(Stored data)
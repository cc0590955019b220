//! Flow registry interfaces

use async_trait::async_trait;
use serde::{Deserialize, Serialize};

use crate::error::ApiResult;

/// A registry bucket
#[derive(Debug, Clone, PartialEq, Eq, Serialize, Deserialize)]
#[serde(rename_all = "camelCase")]
pub struct Bucket {
    /// Bucket id
    pub identifier: String,
    /// Display name
    pub name: String,
}

/// A versioned flow stored in a bucket
#[derive(Debug, Clone, PartialEq, Eq, Serialize, Deserialize)]
#[serde(rename_all = "camelCase")]
pub struct VersionedFlow {
    /// Flow id
    pub identifier: String,

    /// Display name
    pub name: String,

    /// Owning bucket
    #[serde(default, skip_serializing_if = "Option::is_none")]
    pub bucket_identifier: Option<String>,

    /// Number of versions stored for the flow
    #[serde(default, skip_serializing_if = "Option::is_none")]
    pub version_count: Option<i64>,
}

/// Contract for the registry API client
#[async_trait]
pub trait RegistryApi: Send + Sync {
    /// Contract: Lists all buckets visible to the client.
    async fn list_buckets(&self) -> ApiResult<Vec<Bucket>>;

    /// Contract: Lists the flows stored in `bucket_id`.
    async fn list_flows(&self, bucket_id: &str) -> ApiResult<Vec<VersionedFlow>>;
}
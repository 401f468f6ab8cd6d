//! 按策略运行一次完整仿真
//!
//! 每次运行都从 workload 重新构建进程表与调度器，运行之间不共享可变状态。

use super::simulator::{Simulator, Transition};
use crate::sched::Policy;
use crate::stats::Statistics;
use crate::workload::Workload;
use serde::Serialize;
use tracing::info;

/// 单个策略的运行结果
#[derive(Debug, Clone, Serialize)]
pub struct RunReport {
    pub policy: String,
    pub name: String,
    pub cpu_utilization: u64,
    pub statistics: Statistics,
    #[serde(skip_serializing_if = "Vec::is_empty")]
    pub transitions: Vec<Transition>,
}

impl RunReport {
    pub fn render(&self, detailed: bool) -> String {
        if detailed {
            self.statistics.render_detailed(&self.name)
        } else {
            self.statistics.render_default(&self.name)
        }
    }
}

#[tracing::instrument(skip_all, fields(policy = %policy.label()))]
pub fn run_policy(policy: Policy, workload: &Workload, record_transitions: bool) -> RunReport {
    let mut sim = Simulator::new(policy.build(), workload.switch_overhead);
    if record_transitions {
        sim = sim.with_transition_log();
    }
    for spec in &workload.processes {
        sim.add_process(spec.to_process());
    }

    let statistics = sim.run().clone();
    info!(
        total_time = statistics.total_time,
        cpu_utilization = statistics.cpu_utilization(),
        "策略运行结束"
    );

    RunReport {
        policy: policy.label(),
        name: policy.display_name(),
        cpu_utilization: statistics.cpu_utilization(),
        statistics,
        transitions: sim.transitions().to_vec(),
    }
}
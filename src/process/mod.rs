//! 进程模块
//!
//! 进程状态机与进程表。

mod id;
mod model;
mod table;

pub use id::Pid;
pub use model::{CpuGrant, Process, ProcessState};
pub use table::ProcessTable;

_WORK TO COMPLETE_: Set down, unchanged, the line that contains "use tracing::info;" together with every later line in the records, through the last one.

_COMPLETED EXERCISE_:
use tracing::info;

/// 单个策略的运行结果
#[derive(Debug, Clone, Serialize)]
pub struct RunReport {
    pub policy: String,
    pub name: String,
    pub cpu_utilization: u64,
    pub statistics: Statistics,
    #[serde(skip_serializing_if = "Vec::is_empty")]
    pub transitions: Vec<Transition>,
}

impl RunReport {
    pub fn render(&self, detailed: bool) -> String {
        if detailed {
            self.statistics.render_detailed(&self.name)
        } else {
            self.statistics.render_default(&self.name)
        }
    }
}

#[tracing::instrument(skip_all, fields(policy = %policy.label()))]
pub fn run_policy(policy: Policy, workload: &Workload, record_transitions: bool) -> RunReport {
    let mut sim = Simulator::new(policy.build(), workload.switch_overhead);
    if record_transitions {
        sim = sim.with_transition_log();
    }
    for spec in &workload.processes {
        sim.add_process(spec.to_process());
    }

    let statistics = sim.run().clone();
    info!(
        total_time = statistics.total_time,
        cpu_utilization = statistics.cpu_utilization(),
        "策略运行结束"
    );

    RunReport {
        policy: policy.label(),
        name: policy.display_name(),
        cpu_utilization: statistics.cpu_utilization(),
        statistics,
        transitions: sim.transitions().to_vec(),
    }
}
filename src/process/mod.rs
//! 进程模块
//!
//! 进程状态机与进程表。

mod id;
mod model;
mod table;

pub use id::Pid;
pub use model::{CpuGrant, Process, ProcessState};
pub use table::ProcessTable;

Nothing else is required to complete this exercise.